I guess I never really had any idea of what I wanted to do in life. While the people that I knew were heading off to university to train as a vet or to work in business, there was me, just working in a shop because that was what I was led to believe I should be doing. I had no ambitions and no real aspirations.
I imagine that a lot of you might well be in the same boat as I was.
The thing is though it’s okay to not know what you want to do, and it’s okay to make mistakes when it comes to finding your path in life.
As I said, I spent twenty years of my life working in retail. Then, I spent a three years working as a Team Leader in a telemarketing office. Neither of those roles really filled me with inspiration or a passion for life. They were simply a means to an end. A way of keeping a roof over my head and putting food on the table.

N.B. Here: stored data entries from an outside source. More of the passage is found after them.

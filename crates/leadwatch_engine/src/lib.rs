//! Leadwatch engine: HTTP clients for the job host and the polling session.
mod client;
mod feed;
mod jobs;
mod poll;
mod types;

pub use client::{ApiClient, ApiSettings};
pub use feed::{LogFeed, ReqwestLogFeed};
pub use jobs::{JobApi, ReqwestJobApi};
pub use poll::{PollEvent, PollSettings, PollingSession, StopReason};
pub use types::{
    AgentRunAck, AgentRunRequest, ApiError, EnrichmentOutcome, LeadRecord, LogSnapshot,
    ManagerRecord,
};
use std::collections::{BTreeMap, BTreeSet};
use std::time::Duration;

use crate::view_model::{classify_line, AppViewModel, ConsoleStatus, LeadRowView};
use crate::{InterruptResolution, LeadId, LeadSummary, RunId, SessionKind};

/// Grace periods between a job finishing and its polling sessions stopping.
#[derive(Debug, Clone, Copy, PartialEq, Eq)]
pub struct Lingers {
    pub enrichment: Duration,
    pub agent: Duration,
}

impl Default for Lingers {
    fn default() -> Self {
        Self {
            enrichment: Duration::from_secs(5),
            agent: Duration::from_secs(10),
        }
    }
}

#[derive(Debug, Clone, Copy, PartialEq, Eq, Default)]
struct SessionSlot {
    run: Option<RunId>,
    last_cycle: u32,
}

#[derive(Debug, Clone, PartialEq, Eq, Default)]
pub struct AppState {
    lingers: Lingers,
    interrupt: InterruptResolution,
    enriching: BTreeSet<LeadId>,
    refreshing: BTreeSet<LeadId>,
    leads: BTreeMap<LeadId, LeadSummary>,
    agent_running: bool,
    visible: SessionSlot,
    silent: SessionSlot,
    next_run: RunId,
    console_lines: Vec<String>,
    dirty: bool,
}

impl AppState {
    pub fn new() -> Self {
        Self::default()
    }

    pub fn with_lingers(lingers: Lingers) -> Self {
        Self {
            lingers,
            ..Self::default()
        }
    }

    pub fn view(&self) -> AppViewModel {
        let lead_ids: BTreeSet<&LeadId> = self.enriching.iter().chain(self.leads.keys()).collect();
        let leads = lead_ids
            .into_iter()
            .map(|lead_id| {
                let summary = self.leads.get(lead_id);
                LeadRowView {
                    lead_id: lead_id.clone(),
                    label: summary
                        .and_then(|s| s.company.clone().or_else(|| s.name.clone()))
                        .unwrap_or_else(|| lead_id.clone()),
                    enriching: self.enriching.contains(lead_id),
                    managers: summary.map(|s| s.managers.clone()).unwrap_or_default(),
                }
            })
            .collect();

        AppViewModel {
            console_status: if self.visible.run.is_some() {
                ConsoleStatus::Live
            } else {
                ConsoleStatus::Inactive
            },
            console_lines: self.console_lines.iter().map(|l| classify_line(l)).collect(),
            console_cycle: self.visible.last_cycle,
            prompt: self.interrupt.state(),
            interrupt_outstanding: self.interrupt.is_outstanding(),
            leads,
            agent_running: self.agent_running,
            dirty: self.dirty,
        }
    }

    /// True once no job, polling run or prompt remains outstanding.
    pub fn is_settled(&self) -> bool {
        self.enriching.is_empty()
            && self.refreshing.is_empty()
            && !self.agent_running
            && self.visible.run.is_none()
            && self.silent.run.is_none()
            && !self.interrupt.is_outstanding()
    }

    pub fn interrupt(&self) -> &InterruptResolution {
        &self.interrupt
    }

    pub fn consume_dirty(&mut self) -> bool {
        std::mem::take(&mut self.dirty)
    }

    pub(crate) fn mark_dirty(&mut self) {
        self.dirty = true;
    }

    pub(crate) fn lingers(&self) -> Lingers {
        self.lingers
    }

    pub(crate) fn interrupt_mut(&mut self) -> &mut InterruptResolution {
        &mut self.interrupt
    }

    fn slot(&self, session: SessionKind) -> &SessionSlot {
        match session {
            SessionKind::Visible => &self.visible,
            SessionKind::Silent => &self.silent,
        }
    }

    fn slot_mut(&mut self, session: SessionKind) -> &mut SessionSlot {
        match session {
            SessionKind::Visible => &mut self.visible,
            SessionKind::Silent => &mut self.silent,
        }
    }

    /// Allocates a fresh run for `session`, superseding any current one.
    pub(crate) fn arm_session(&mut self, session: SessionKind) -> RunId {
        self.next_run += 1;
        let run = self.next_run;
        let slot = self.slot_mut(session);
        slot.run = Some(run);
        slot.last_cycle = 0;
        self.dirty = true;
        run
    }

    pub(crate) fn is_armed(&self, session: SessionKind) -> bool {
        self.slot(session).run.is_some()
    }

    pub(crate) fn is_current_run(&self, session: SessionKind, run: RunId) -> bool {
        self.slot(session).run == Some(run)
    }

    pub(crate) fn record_cycle(&mut self, session: SessionKind, cycle: u32) {
        self.slot_mut(session).last_cycle = cycle;
        if session == SessionKind::Visible {
            self.dirty = true;
        }
    }

    pub(crate) fn disarm_session(&mut self, session: SessionKind) {
        self.slot_mut(session).run = None;
        self.dirty = true;
    }

    /// Replaces the console lines with the latest snapshot. Returns true if they changed.
    pub(crate) fn replace_console_lines(&mut self, lines: &[String]) -> bool {
        if self.console_lines == lines {
            return false;
        }
        self.console_lines = lines.to_vec();
        self.dirty = true;
        true
    }

    /// Marks a lead as enriching. Returns false if it already was.
    pub(crate) fn begin_enrichment(&mut self, lead_id: &LeadId) -> bool {
        let inserted = self.enriching.insert(lead_id.clone());
        if inserted {
            self.dirty = true;
        }
        inserted
    }

    /// Clears the enriching marker. Returns false if the lead was not enriching.
    pub(crate) fn finish_enrichment(&mut self, lead_id: &LeadId) -> bool {
        let removed = self.enriching.remove(lead_id);
        if removed {
            self.dirty = true;
        }
        removed
    }

    pub(crate) fn has_enrichments(&self) -> bool {
        !self.enriching.is_empty()
    }

    pub(crate) fn begin_refresh(&mut self, lead_id: &LeadId) {
        self.refreshing.insert(lead_id.clone());
    }

    pub(crate) fn finish_refresh(&mut self, lead_id: &LeadId) {
        self.refreshing.remove(lead_id);
    }

    pub(crate) fn lead_entry(&mut self, lead_id: &LeadId) -> &mut LeadSummary {
        self.dirty = true;
        self.leads.entry(lead_id.clone()).or_default()
    }

    pub(crate) fn agent_running(&self) -> bool {
        self.agent_running
    }

    pub(crate) fn set_agent_running(&mut self, running: bool) {
        self.agent_running = running;
        self.dirty = true;
    }
}
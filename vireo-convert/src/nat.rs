//
// Copyright (c) The Vireo Project Contributors
//
// SPDX-License-Identifier: MIT
//

//! NAT rule composition.
//!
//! An unordered vendor rule set becomes one deterministic transformation
//! per traffic direction. Rules rewriting the same IP field are mutually
//! exclusive alternatives in a priority chain; rules rewriting different
//! fields compose sequentially, so one packet can have both addresses
//! rewritten by two independently matched rules.

use std::cmp::Reverse;
use std::collections::BTreeMap;

use ipnetwork::Ipv4Network;

use vireo_model::diag::{Diagnostics, StructureKind, StructureUsage};
use vireo_model::ip::Ipv4NetworkExt;
use vireo_model::nat::{FlowField, FlowMatch, FlowRewrite, Transformation};
use vireo_vendor::config::VendorConfig;
use vireo_vendor::nat::{NatAddrSpec, NatMechanism, NatRule, NatRuleKind};

use crate::debug::Debug;
use crate::refs::References;

// Traffic direction a composed transformation applies to. `Outgoing` is
// inside-to-outside traffic, `Incoming` the return path.
#[derive(Clone, Copy, Debug, Eq, PartialEq)]
pub enum NatDirection {
    Outgoing,
    Incoming,
}

// One surviving rule, classified and ready to chain.
struct Candidate {
    guard: FlowMatch,
    step: FlowRewrite,
    dynamic: bool,
    // Widened match-side prefix length; longest wins within the statics.
    prefix_len: u8,
    order: u32,
}

// ===== impl NatDirection =====

impl NatDirection {
    pub const fn values() -> [NatDirection; 2] {
        [NatDirection::Outgoing, NatDirection::Incoming]
    }
}

impl std::fmt::Display for NatDirection {
    fn fmt(&self, f: &mut std::fmt::Formatter<'_>) -> std::fmt::Result {
        match self {
            NatDirection::Outgoing => write!(f, "outgoing"),
            NatDirection::Incoming => write!(f, "incoming"),
        }
    }
}

// ===== global functions =====

// Composes every applicable NAT rule into one transformation for the given
// direction. Returns None when no rule survives.
pub fn compose(
    cfg: &VendorConfig,
    direction: NatDirection,
    refs: &mut References,
    diags: &mut Diagnostics,
) -> Option<Transformation> {
    let mut groups: BTreeMap<FlowField, Vec<Candidate>> = BTreeMap::new();
    for rule in &cfg.nat_rules {
        if let Some(candidate) = classify(rule, direction, cfg, refs, diags) {
            groups
                .entry(rewritten_field(rule.kind, direction))
                .or_default()
                .push(candidate);
        }
    }

    // Within one field group, statics strictly precede dynamics; statics
    // order longest-prefix-first, dynamics keep their declared order.
    let mut chains = BTreeMap::new();
    for (field, mut group) in groups {
        group.sort_by_key(|candidate| {
            (candidate.dynamic, Reverse(candidate.prefix_len), candidate.order)
        });
        let rules = group.len();
        let chain = group
            .into_iter()
            .map(|candidate| {
                Transformation::step(candidate.guard, vec![candidate.step])
            })
            .reduce(|chain, next| chain.or_else(next));
        Debug::NatComposed(&format!("{direction}/{field:?}"), rules).log();
        chains.insert(field, chain);
    }

    // Source and destination chains are independent stages, never
    // alternatives.
    Transformation::sequence(
        chains.remove(&FlowField::Source).flatten(),
        chains.remove(&FlowField::Destination).flatten(),
    )
}

// ===== helper functions =====

// Direction in which a rule's vendor semantics are defined.
fn forward_direction(kind: NatRuleKind) -> NatDirection {
    match kind {
        NatRuleKind::SourceInside | NatRuleKind::DestinationInside => {
            NatDirection::Outgoing
        }
        NatRuleKind::SourceOutside => NatDirection::Incoming,
    }
}

// IP field a rule visibly rewrites, which depends on the traffic direction:
// a source-inside rule changes the source of outgoing packets but the
// destination of their replies.
fn rewritten_field(kind: NatRuleKind, direction: NatDirection) -> FlowField {
    match (kind, direction) {
        (NatRuleKind::SourceInside, NatDirection::Outgoing) => {
            FlowField::Source
        }
        (NatRuleKind::SourceInside, NatDirection::Incoming) => {
            FlowField::Destination
        }
        (
            NatRuleKind::SourceOutside | NatRuleKind::DestinationInside,
            NatDirection::Outgoing,
        ) => FlowField::Destination,
        (
            NatRuleKind::SourceOutside | NatRuleKind::DestinationInside,
            NatDirection::Incoming,
        ) => FlowField::Source,
    }
}

fn classify(
    rule: &NatRule,
    direction: NatDirection,
    cfg: &VendorConfig,
    refs: &mut References,
    diags: &mut Diagnostics,
) -> Option<Candidate> {
    let field = rewritten_field(rule.kind, direction);
    match &rule.mechanism {
        NatMechanism::Dynamic { acl, pool } => {
            refs.note(StructureKind::AccessList, &acl.name);
            refs.note(StructureKind::NatPool, &pool.name);
            if !cfg.access_lists.contains_key(&acl.name) {
                diags.undefined(
                    StructureKind::AccessList,
                    &acl.name,
                    StructureUsage::NatDynamicAcl,
                    acl.line,
                );
                return None;
            }
            let Some(addresses) = cfg.nat_pools.get(&pool.name) else {
                diags.undefined(
                    StructureKind::NatPool,
                    &pool.name,
                    StructureUsage::NatDynamicPool,
                    pool.line,
                );
                return None;
            };
            // Dynamic translation state only exists for flows the rule
            // created, so it never acts on the return path.
            if forward_direction(rule.kind) != direction {
                diags.advisory(format!(
                    "dynamic nat rule using pool {} cannot translate {} traffic",
                    pool.name, direction,
                ));
                return None;
            }
            Some(Candidate {
                guard: FlowMatch::PermittedByAcl(acl.name.clone()),
                step: FlowRewrite::AssignFromPool {
                    field,
                    first: addresses.first,
                    last: addresses.last,
                },
                dynamic: true,
                prefix_len: 0,
                order: rule.order,
            })
        }
        NatMechanism::Static { from, to } => {
            let from = resolve_spec(from, cfg, refs, diags)?;
            let to = resolve_spec(to, cfg, refs, diags)?;
            let (from, to) = match (from, to) {
                (Some(from), Some(to)) => (from, to),
                // A wildcard on either side leaves the mapping
                // underspecified; refuse to guess.
                _ => {
                    diags.advisory(
                        "static nat rule with ambiguous address \
                         specification skipped",
                    );
                    return None;
                }
            };

            // Differing prefix lengths are widened to the longer one, so
            // only the lowest addresses of the wider range map back. This
            // mirrors the vendor's asymmetric behavior.
            let widened = from.prefix().max(to.prefix());
            let (match_net, translate_net) =
                if forward_direction(rule.kind) == direction {
                    (from, to)
                } else {
                    (to, from)
                };
            Some(Candidate {
                guard: FlowMatch::FieldInNetwork {
                    field,
                    net: match_net.with_prefix(widened),
                },
                step: FlowRewrite::ShiftIntoNetwork {
                    field,
                    net: translate_net.with_prefix(widened),
                },
                dynamic: false,
                prefix_len: widened,
                order: rule.order,
            })
        }
    }
}
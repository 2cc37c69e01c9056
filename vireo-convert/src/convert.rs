//
// Copyright (c) The Vireo Project Contributors
//
// SPDX-License-Identifier: MIT
//

//! Top-level conversion driver. One [`convert`] call turns a parsed
//! [`VendorConfig`] into a vendor-independent [`Model`] plus the
//! diagnostics accumulated along the way.

use std::collections::BTreeSet;

use ipnetwork::IpNetwork;
use tracing::debug_span;

use vireo_model::diag::{Diagnostics, StructureKind, StructureUsage};
use vireo_model::model::{Interface, Model, Vrf};
use vireo_model::policy::{
    PolicyExpr, PolicyStmt, PrefixSetRef, RoutingPolicy,
};
use vireo_model::route::RouteProtocol;
use vireo_vendor::config::{DEFAULT_VRF, NamedRef, VendorConfig};
use vireo_vendor::nat::NatMechanism;

use crate::debug::Debug;
use crate::error::Error;
use crate::nat::NatDirection;
use crate::refs::References;
use crate::{bgp, eigrp, filter, nat, ospf, policy, rip};

// Conversion result: the model plus everything worth telling the operator.
#[derive(Debug)]
pub struct ConvertOutput {
    pub model: Model,
    pub diagnostics: Diagnostics,
}

pub fn convert(cfg: &VendorConfig) -> Result<ConvertOutput, Error> {
    debug_span!("convert", hostname = %cfg.hostname)
        .in_scope(|| convert_config(cfg))
        .inspect_err(|error| error.log())
}

fn convert_config(cfg: &VendorConfig) -> Result<ConvertOutput, Error> {
    Debug::ConversionStart(&cfg.hostname).log();
    let mut model = Model::new(&cfg.hostname);
    let mut diags = Diagnostics::new();
    let mut refs = References::new();

    convert_interfaces(cfg, &mut model)?;
    convert_lists(cfg, &mut model);
    convert_policies(cfg, &mut model, &mut refs, &mut diags)?;
    convert_nat(cfg, &mut model, &mut refs, &mut diags);

    for (vrf_name, vrf) in &cfg.vrfs {
        if let Some(proc) = &vrf.rip {
            rip::convert_rip(
                vrf_name, proc, cfg, &mut model, &mut refs, &mut diags,
            )?;
            Debug::ProcessConverted(vrf_name, "rip").log();
        }
        if let Some(proc) = &vrf.ospf {
            ospf::convert_ospf(
                vrf_name, proc, cfg, &mut model, &mut refs, &mut diags,
            )?;
            Debug::ProcessConverted(vrf_name, "ospf").log();
        }
        if let Some(proc) = &vrf.eigrp {
            eigrp::convert_eigrp(
                vrf_name, proc, cfg, &mut model, &mut refs, &mut diags,
            )?;
            Debug::ProcessConverted(vrf_name, "eigrp").log();
        }
        if let Some(proc) = &vrf.bgp {
            bgp::convert_bgp(
                vrf_name, proc, cfg, &mut model, &mut refs, &mut diags,
            )?;
            Debug::ProcessConverted(vrf_name, "bgp").log();
        }
    }

    resolve_acl_prefix_sets(cfg, &mut model);
    report_unused(cfg, &refs, &mut diags);

    Ok(ConvertOutput { model, diagnostics: diags })
}

// ===== helper functions =====

fn convert_interfaces(
    cfg: &VendorConfig,
    model: &mut Model,
) -> Result<(), Error> {
    for name in cfg.vrfs.keys() {
        model.vrfs.insert(name.clone(), Vrf::new(name));
    }
    model
        .vrfs
        .entry(DEFAULT_VRF.to_owned())
        .or_insert_with(|| Vrf::new(DEFAULT_VRF));

    for iface in cfg.interfaces.values() {
        let Some(vrf) = model.vrfs.get_mut(&iface.vrf) else {
            return Err(Error::InterfaceMissingVrf(
                iface.name.clone(),
                iface.vrf.clone(),
            ));
        };
        vrf.interfaces.insert(iface.name.clone());
        model.interfaces.insert(
            iface.name.clone(),
            Interface {
                name: iface.name.clone(),
                vrf: iface.vrf.clone(),
                addresses: iface
                    .addresses
                    .iter()
                    .copied()
                    .map(IpNetwork::V4)
                    .collect(),
                active: iface.active,
                passive: false,
                incoming_transformation: None,
                outgoing_transformation: None,
            },
        );
    }
    Ok(())
}

fn convert_lists(cfg: &VendorConfig, model: &mut Model) {
    for list in cfg.prefix_lists.values() {
        model
            .route_filter_lists
            .insert(list.name.clone(), filter::convert_prefix_list(list));
    }
    for list in cfg.prefix6_lists.values() {
        model
            .route6_filter_lists
            .insert(list.name.clone(), filter::convert_prefix6_list(list));
    }
    for list in cfg.as_path_lists.values() {
        model
            .as_path_lists
            .insert(list.name.clone(), filter::convert_as_path_list(list));
    }
    for list in cfg.community_lists.values() {
        model
            .community_lists
            .insert(list.name.clone(), filter::convert_community_list(list));
    }
}

fn convert_policies(
    cfg: &VendorConfig,
    model: &mut Model,
    refs: &mut References,
    diags: &mut Diagnostics,
) -> Result<(), Error> {
    for map in cfg.route_maps.values() {
        let compiled = policy::compile_route_map(map, cfg, refs, diags);
        Debug::PolicyCompiled(&map.name, compiled.subpolicies.len()).log();
        for policy in compiled.into_policies() {
            add_policy(model, policy)?;
        }
    }
    for route_policy in cfg.route_policies.values() {
        let compiled =
            policy::compile_route_policy(route_policy, cfg, refs, diags);
        Debug::PolicyCompiled(&route_policy.name, compiled.subpolicies.len())
            .log();
        for policy in compiled.into_policies() {
            add_policy(model, policy)?;
        }
    }
    Ok(())
}

fn convert_nat(
    cfg: &VendorConfig,
    model: &mut Model,
    refs: &mut References,
    diags: &mut Diagnostics,
) {
    let outgoing = nat::compose(cfg, NatDirection::Outgoing, refs, diags);
    let incoming = nat::compose(cfg, NatDirection::Incoming, refs, diags);
    if outgoing.is_none() && incoming.is_none() {
        return;
    }

    // Transformations attach to the outside boundary: rewrites happen as
    // traffic crosses an outside-marked interface.
    for iface in cfg.interfaces.values().filter(|iface| iface.nat_outside) {
        if let Some(model_iface) = model.interfaces.get_mut(&iface.name) {
            model_iface.outgoing_transformation = outgoing.clone();
            model_iface.incoming_transformation = incoming.clone();
        }
    }

    // Flow ACLs consulted by dynamic rule guards.
    for rule in &cfg.nat_rules {
        if let NatMechanism::Dynamic { acl, .. } = &rule.mechanism
            && let Some(list) = cfg.access_lists.get(&acl.name)
        {
            model
                .flow_acls
                .insert(acl.name.clone(), filter::convert_flow_acl(list));
        }
    }
}

// Policies reference prefix sets by name without caring whether the name
// was a prefix-list or an ACL. Prefix-lists are converted up front; any
// remaining name that resolves to an ACL gets the ACL's routing view
// materialized here, after every policy exists.
fn resolve_acl_prefix_sets(cfg: &VendorConfig, model: &mut Model) {
    let mut names = BTreeSet::new();
    for policy in model.policies.values() {
        collect_prefix_set_names(&policy.stmts, &mut names);
    }
    for name in names {
        if !model.route_filter_lists.contains_key(&name)
            && let Some(acl) = cfg.access_lists.get(&name)
        {
            model
                .route_filter_lists
                .insert(name, filter::convert_access_list(acl));
        }
    }
}

fn collect_prefix_set_names(
    stmts: &[PolicyStmt],
    names: &mut BTreeSet<String>,
) {
    for stmt in stmts {
        if let PolicyStmt::If { guard, then, otherwise } = stmt {
            collect_expr_names(guard, names);
            collect_prefix_set_names(then, names);
            collect_prefix_set_names(otherwise, names);
        }
    }
}

fn collect_expr_names(expr: &PolicyExpr, names: &mut BTreeSet<String>) {
    match expr {
        PolicyExpr::Conjunction(exprs) | PolicyExpr::Disjunction(exprs) => {
            for expr in exprs {
                collect_expr_names(expr, names);
            }
        }
        PolicyExpr::Not(expr) => collect_expr_names(expr, names),
        PolicyExpr::MatchPrefixSet(PrefixSetRef::Named(name)) => {
            names.insert(name.clone());
        }
        PolicyExpr::WithIntermediateAttrs { expr, on_match } => {
            collect_expr_names(expr, names);
            collect_prefix_set_names(on_match, names);
        }
        _ => (),
    }
}

// Named structures never referenced anywhere become advisories. Structures
// whose only consumers were themselves dropped still count as referenced;
// the reference record is made at lookup time, not at use time.
fn report_unused(
    cfg: &VendorConfig,
    refs: &References,
    diags: &mut Diagnostics,
) {
    fn report<T>(
        collection: &std::collections::BTreeMap<String, T>,
        kind: StructureKind,
        refs: &References,
        diags: &mut Diagnostics,
    ) {
        for name in collection.keys() {
            if !refs.contains(kind, name) {
                diags.advisory(format!("unused {} {}", kind, name));
            }
        }
    }

    report(&cfg.route_maps, StructureKind::RouteMap, refs, diags);
    report(&cfg.route_policies, StructureKind::RoutePolicy, refs, diags);
    report(&cfg.prefix_lists, StructureKind::PrefixList, refs, diags);
    report(&cfg.access_lists, StructureKind::AccessList, refs, diags);
    report(&cfg.as_path_lists, StructureKind::AsPathList, refs, diags);
    report(&cfg.community_lists, StructureKind::CommunityList, refs, diags);
    report(&cfg.nat_pools, StructureKind::NatPool, refs, diags);
    report(&cfg.address_objects, StructureKind::AddressObject, refs, diags);
}

// Registers a synthesized or compiled policy, failing on a name collision.
// User-defined names cannot collide with synthesized ones (the `~` sigil is
// unspellable in vendor configuration), so a collision is an internal bug.
pub(crate) fn add_policy(
    model: &mut Model,
    policy: RoutingPolicy,
) -> Result<(), Error> {
    let name = policy.name.clone();
    if model.policies.insert(name.clone(), policy).is_some() {
        return Err(Error::DuplicatePolicy(name));
    }
    Ok(())
}

// Resolves an optional route-map reference against both policy namespaces,
// recording the reference and reporting a dangling one. Returns the name to
// call, or `None` when unset or dangling (the referring feature then runs
// unconstrained).
pub(crate) fn checked_policy_ref(
    target: &Option<NamedRef>,
    usage: StructureUsage,
    cfg: &VendorConfig,
    refs: &mut References,
    diags: &mut Diagnostics,
) -> Option<String> {
    let target = target.as_ref()?;
    if cfg.route_maps.contains_key(&target.name) {
        refs.note(StructureKind::RouteMap, &target.name);
        Some(target.name.clone())
    } else if cfg.route_policies.contains_key(&target.name) {
        refs.note(StructureKind::RoutePolicy, &target.name);
        Some(target.name.clone())
    } else {
        refs.note(StructureKind::RouteMap, &target.name);
        diags.undefined(
            StructureKind::RouteMap,
            &target.name,
            usage,
            target.line,
        );
        None
    }
}

// Match expression for a redistribution source. Locally originated eBGP and
// iBGP routes are distinct protocols in the model but one source in vendor
// terms.
pub(crate) fn protocol_term(protocol: RouteProtocol) -> PolicyExpr {
    match protocol {
        RouteProtocol::Bgp => PolicyExpr::Disjunction(vec![
            PolicyExpr::MatchProtocol(RouteProtocol::Bgp),
            PolicyExpr::MatchProtocol(RouteProtocol::Ibgp),
        ]),
        protocol => PolicyExpr::MatchProtocol(protocol),
    }
}
//
// Copyright (c) The Vireo Project Contributors
//
// SPDX-License-Identifier: MIT
//

use std::process::exit;

use clap::{App, Arg};
use vireo_model::eval::apply_policy;
use vireo_model::model::Model;
use vireo_model::policy::PolicyResult;
use vireo_model::route::{Route, RouteProtocol};

fn parse_protocol(name: &str) -> Option<RouteProtocol> {
    let protocol = match name {
        "connected" => RouteProtocol::Connected,
        "static" => RouteProtocol::Static,
        "rip" => RouteProtocol::Rip,
        "ospf" => RouteProtocol::Ospf,
        "eigrp" => RouteProtocol::Eigrp,
        "bgp" => RouteProtocol::Bgp,
        "ibgp" => RouteProtocol::Ibgp,
        "aggregate" => RouteProtocol::Aggregate,
        _ => return None,
    };
    Some(protocol)
}

fn main() {
    let matches = App::new("policy_eval")
        .about(
            "Applies a compiled policy from a converted model to a \
             synthetic route and prints the verdict",
        )
        .arg(
            Arg::with_name("MODEL")
                .help("Converted model JSON file")
                .required(true)
                .index(1),
        )
        .arg(
            Arg::with_name("POLICY")
                .help("Name of the policy to apply")
                .required(true)
                .index(2),
        )
        .arg(
            Arg::with_name("PREFIX")
                .help("Route prefix to evaluate")
                .required(true)
                .index(3),
        )
        .arg(
            Arg::with_name("protocol")
                .long("protocol")
                .help("Protocol of the synthetic route")
                .takes_value(true)
                .default_value("bgp"),
        )
        .get_matches();

    let path = matches.value_of("MODEL").unwrap();
    let data = std::fs::read_to_string(path).unwrap_or_else(|error| {
        eprintln!("failed to read {}: {}", path, error);
        exit(1);
    });
    let model: Model = serde_json::from_str(&data).unwrap_or_else(|error| {
        eprintln!("failed to parse {}: {}", path, error);
        exit(1);
    });

    let policy = matches.value_of("POLICY").unwrap();
    if !model.policies.contains_key(policy) {
        eprintln!("no such policy: {}", policy);
        exit(1);
    }
    let prefix = matches.value_of("PREFIX").unwrap();
    let prefix = prefix.parse().unwrap_or_else(|error| {
        eprintln!("invalid prefix {}: {}", prefix, error);
        exit(1);
    });
    let protocol = matches.value_of("protocol").unwrap();
    let protocol = parse_protocol(protocol).unwrap_or_else(|| {
        eprintln!("unknown protocol: {}", protocol);
        exit(1);
    });

    match apply_policy(&model, policy, &Route::new(prefix, protocol)) {
        PolicyResult::Accept(route) => {
            println!("accept");
            // Serialization of a route cannot fail.
            println!("{}", serde_json::to_string_pretty(&route).unwrap());
        }
        PolicyResult::Reject => println!("reject"),
    }
}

It was only when I suffered the trauma of a mental breakdown in 2017 that I finally found my calling in life.
I’m sure that becoming a writer and making a living from your craft is a dream for many of you reading this right now. But for me it’s a dream that I am determined to make a fully fledged reality. My love for writing and for taking words and crafting them into something meaningful and exciting has filled me with passion and inspiration like nothing that I’ve ever done before.
But as cliché as it is, you can’t make an omelette without breaking a few eggs. In this case, you can’t achieve your dreams without making a few mistakes.
Even as recently as this month I made a huge mistake when it came to pursuing my creative dream.
Over the course of the past twelve, very strange months I have been studying to gain a decent grade in my GCSE English Language with a view to continuing on to an Access to Higher Education Humanities Diploma. Something that would give me the grades and experience that I needed to eventually go to university and study for a degree in creative and professional writing. Well, I managed to gain a grade 7 for the English GCSE, far exceeding my expectations and signed up for the Access Diploma. Everything was rosy. Everything was perfect.
Or so I thought.
As soon as I started the first module – literary studies – I knew that I had made a terrible mistake. This wasn’t what I wanted to do. I didn’t want to spend countless hours pulling apart aged texts and analysing them in excruciating detail.
Naturally, the guilt began to set in.
But the worst thing I could have done in that situation was to carry on. Because, as bad as I might have felt for wasting other peoples time, it would have been far worse if I had simply continued with the course for another two years just to save face. I would have been wasting my time, and time is a precious thing.
I guess the point I’m trying to make is that you are aloud to make mistakes in life, especially when it comes to finding your true vocation. Don’t ever be afraid to flirt with new ideas or branch out down a new path. It’s okay to change your mind when it comes to your choice of career no matter how old you are.
Remember. You only have one life. Do what you love. Not what other people want you to do.